INPUT DATA Block Start
//! TOML-based sweep configuration and preset definitions.

use std::fmt;
use std::fs;
use std::path::{Path, PathBuf};

use serde::Deserialize;

use crate::results::kpi::Kpi;

/// Top-level sweep configuration parsed from TOML.
///
/// All fields have defaults matching the baseline preset. Load from TOML
/// with [`SweepConfig::from_toml_file`] or use [`SweepConfig::baseline`].
#[derive(Debug, Clone, Default, Deserialize)]
#[serde(deny_unknown_fields)]
pub struct SweepConfig {
    /// Location and demographics handed to the base simulation.
    #[serde(default)]
    pub site: SiteConfig,
    /// Scenario name, swept parameter and value range.
    #[serde(default)]
    pub sweep: SweepSettings,
    /// Input and output directory roots.
    #[serde(default)]
    pub paths: PathsConfig,
    /// External simulation program and argument templates.
    #[serde(default)]
    pub simulation: SimulationConfig,
    /// Flow plot period selection.
    #[serde(default)]
    pub flows: FlowsConfig,
    /// KPI plot selection.
    #[serde(default)]
    pub kpi: KpiConfig,
}

/// Location and demographics of the simulated site.
#[derive(Debug, Clone, Deserialize)]
#[serde(default, deny_unknown_fields)]
pub struct SiteConfig {
    /// Latitude in degrees.
    pub latitude: f64,
    /// Longitude in degrees.
    pub longitude: f64,
    /// Weather year.
    pub year: i32,
    /// Number of inhabitants.
    pub population: u64,
    /// Country of the location.
    pub country: String,
}

impl Default for SiteConfig {
    fn default() -> Self {
        Self {
            latitude: 52.52437,
            longitude: 13.41053,
            year: 2014,
            population: 48_000,
            country: "Germany".to_string(),
        }
    }
}

/// Scenario name, swept parameter and value range.
#[derive(Debug, Clone, Deserialize)]
#[serde(default, deny_unknown_fields)]
pub struct SweepSettings {
    /// Scenario name, e.g. `"Scenario_A1"`.
    pub scenario_name: String,
    /// Row label of the swept parameter in the parameter table.
    pub variable_name: String,
    /// Column (asset) of the swept parameter.
    pub variable_column: String,
    /// File name of the parameter table below `<mvs_input_directory>/csv_elements`.
    pub csv_file_variable: String,
    /// First value (inclusive, >= 0).
    pub start: i64,
    /// Last value (inclusive, >= start).
    pub stop: i64,
    /// Increment (> 0).
    pub step: i64,
}

impl Default for SweepSettings {
    fn default() -> Self {
        Self {
            scenario_name: "Scenario_A1".to_string(),
            variable_name: "specific_costs".to_string(),
            variable_column: "pv_plant_01".to_string(),
            csv_file_variable: "energyProduction.csv".to_string(),
            start: 500,
            stop: 2000,
            step: 100,
        }
    }
}

/// Input and output directory roots.
#[derive(Debug, Clone, Deserialize)]
#[serde(default, deny_unknown_fields)]
pub struct PathsConfig {
    /// Root under which `<scenario>/` folders are created.
    pub output_directory: PathBuf,
    /// Simulation input directory holding `csv_elements/`.
    pub mvs_input_directory: PathBuf,
    /// Default location of a single simulation's outputs (flow plots).
    pub mvs_output_directory: PathBuf,
}

impl Default for PathsConfig {
    fn default() -> Self {
        Self {
            output_directory: PathBuf::from("data/user_outputs"),
            mvs_input_directory: PathBuf::from("data/mvs_inputs"),
            mvs_output_directory: PathBuf::from("data/mvs_outputs"),
        }
    }
}

/// External simulation program and argument templates.
///
/// Arguments may contain `{latitude}`, `{longitude}`, `{year}`,
/// `{population}`, `{country}`, `{scenario}`, `{input_dir}` and
/// `{output_dir}` placeholders.
#[derive(Debug, Clone, Deserialize)]
#[serde(default, deny_unknown_fields)]
pub struct SimulationConfig {
    /// Executable to launch.
    pub program: String,
    /// Arguments of the base run computing the PV time series.
    pub prepare_args: Vec<String>,
    /// Arguments of one energy-system optimisation run.
    pub run_args: Vec<String>,
}

impl Default for SimulationConfig {
    fn default() -> Self {
        Self {
            program: "python".to_string(),
            prepare_args: vec![
                "-c".to_string(),
                "import pvcompare.main as m; m.main(latitude={latitude}, longitude={longitude}, \
                 year={year}, population={population}, country='{country}')"
                    .to_string(),
            ],
            run_args: vec![
                "-c".to_string(),
                "import pvcompare.main as m; m.apply_mvs(scenario_name='{scenario}', \
                 mvs_output_directory='{output_dir}')"
                    .to_string(),
            ],
        }
    }
}

/// Flow plot period selection and source file.
#[derive(Debug, Clone, Deserialize)]
#[serde(default, deny_unknown_fields)]
pub struct FlowsConfig {
    /// Directory of the time-series workbook; defaults to the output directory.
    pub timeseries_directory: Option<PathBuf>,
    /// Time-series workbook file name.
    pub timeseries_name: String,
    /// Month to plot (1-12).
    pub month: Option<u32>,
    /// ISO calendar week to plot (1-53).
    pub calendar_week: Option<u32>,
    /// Day of `calendar_week` (0 = Monday … 6 = Sunday).
    pub weekday: Option<u32>,
}

impl Default for FlowsConfig {
    fn default() -> Self {
        Self {
            timeseries_directory: None,
            timeseries_name: "timeseries_all_busses.xlsx".to_string(),
            month: None,
            calendar_week: None,
            weekday: None,
        }
    }
}

/// KPI plot selection.
#[derive(Debug, Clone, Deserialize)]
#[serde(default, deny_unknown_fields)]
pub struct KpiConfig {
    /// KPIs to plot, one stacked subplot each.
    pub kpis: Vec<Kpi>,
    /// Archive to read; defaults to the sweep's loop-output directory.
    pub loop_output_directory: Option<PathBuf>,
}

impl Default for KpiConfig {
    fn default() -> Self {
        Self {
            kpis: vec![
                Kpi::CostsTotalPv,
                Kpi::DegreeOfAutonomy,
                Kpi::SelfConsumption,
                Kpi::SelfSufficiency,
            ],
            loop_output_directory: None,
        }
    }
}

/// Configuration error with field path and constraint description.
#[derive(Debug, Clone)]
pub struct ConfigError {
    /// Dotted field path (e.g., `"sweep.step"`).
    pub field: String,
    /// Human-readable constraint description.
    pub message: String,
}

impl fmt::Display for ConfigError {
    fn fmt(&self, f: &mut fmt::Formatter<'_>) -> fmt::Result {
        write!(f, "config error: {}: {}", self.field, self.message)
    }
}

impl std::error::Error for ConfigError {}

impl SweepConfig {
    /// Returns the baseline sweep: PV specific costs from 500 to 2000 in Berlin.
    pub fn baseline() -> Self {
        Self::default()
    }

    /// Available preset names.
    pub const PRESETS: &[&str] = &["baseline"];

    /// Loads a sweep from a named preset.
    ///
    /// # Errors
    ///
    /// Returns a `ConfigError` if the preset name is unknown.
    pub fn from_preset(name: &str) -> Result<Self, ConfigError> {
        match name {
            "baseline" => Ok(Self::baseline()),
            _ => Err(ConfigError {
                field: "preset".to_string(),
                message: format!(
                    "unknown preset \"{name}\", available: {}",
                    Self::PRESETS.join(", ")
                ),
            }),
        }
    }

    /// Parses a sweep from a TOML file.
    ///
    /// # Errors
    ///
    /// Returns a `ConfigError` if the file cannot be read or the TOML is invalid.
    pub fn from_toml_file(path: &Path) -> Result<Self, ConfigError> {
        let content = fs::read_to_string(path).map_err(|e| ConfigError {
            field: "config".to_string(),
            message: format!("cannot read \"{}\": {e}", path.display()),
        })?;
        Self::from_toml_str(&content)
    }

    /// Parses a sweep from a TOML string.
    ///
    /// # Errors
    ///
    /// Returns a `ConfigError` if the TOML is invalid or contains unknown fields.
    pub fn from_toml_str(s: &str) -> Result<Self, ConfigError> {
        toml::from_str(s).map_err(|e| ConfigError {
            field: "toml".to_string(),
            message: e.to_string(),
        })
    }

    /// Path of the parameter table the sweep mutates.
    pub fn parameter_table_path(&self) -> PathBuf {
        self.paths
            .mvs_input_directory
            .join("csv_elements")
            .join(&self.sweep.csv_file_variable)
    }

    /// Validates all fields and returns a list of errors.
    ///
    /// Returns an empty vector if configuration is valid. The flow weekday
    /// is left to the flow plotter, which logs and ignores invalid values.
    pub fn validate(&self) -> Vec<ConfigError> {
        let mut errors = Vec::new();
        let mut push = |field: &str, message: &str| {
            errors.push(ConfigError {
                field: field.into(),
                message: message.into(),
            });
        };

        let site = &self.site;
        if !(-90.0..=90.0).contains(&site.latitude) {
            push("site.latitude", "must be in [-90, 90]");
        }
        if !(-180.0..=180.0).contains(&site.longitude) {
            push("site.longitude", "must be in [-180, 180]");
        }
        if site.country.trim().is_empty() {
            push("site.country", "must not be empty");
        }

        let s = &self.sweep;
        if s.scenario_name.trim().is_empty() {
            push("sweep.scenario_name", "must not be empty");
        }
        if s.variable_name.is_empty() || s.variable_name.contains(char::is_whitespace) {
            push("sweep.variable_name", "must be non-empty and contain no whitespace");
        }
        if s.variable_column.trim().is_empty() {
            push("sweep.variable_column", "must not be empty");
        }
        if s.csv_file_variable.trim().is_empty() {
            push("sweep.csv_file_variable", "must not be empty");
        }
        if s.start < 0 {
            push("sweep.start", "must be >= 0");
        }
        if s.stop < s.start {
            push("sweep.stop", "must be >= sweep.start");
        }
        if s.step <= 0 {
            push("sweep.step", "must be > 0");
        }

        if self.simulation.program.trim().is_empty() {
            push("simulation.program", "must not be empty");
        }

        let fl = &self.flows;
        if fl.month.is_some_and(|m| !(1..=12).contains(&m)) {
            push("flows.month", "must be in 1..=12");
        }
        if fl.calendar_week.is_some_and(|w| !(1..=53).contains(&w)) {
            push("flows.calendar_week", "must be in 1..=53");
        }
        if fl.timeseries_name.trim().is_empty() {
            push("flows.timeseries_name", "must not be empty");
        }

        if self.kpi.kpis.is_empty() {
            push("kpi.kpis", "must list at least one KPI");
        }

        errors
    }
}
INPUT DATA Block End
- _WHAT IS EXPECTED_
Go through the entries. Report every line that contains the word "Option".

- _YOUR SOLUTION_
    pub timeseries_directory: Option<PathBuf>,
    pub month: Option<u32>,
    pub calendar_week: Option<u32>,
    pub weekday: Option<u32>,
    pub loop_output_directory: Option<PathBuf>,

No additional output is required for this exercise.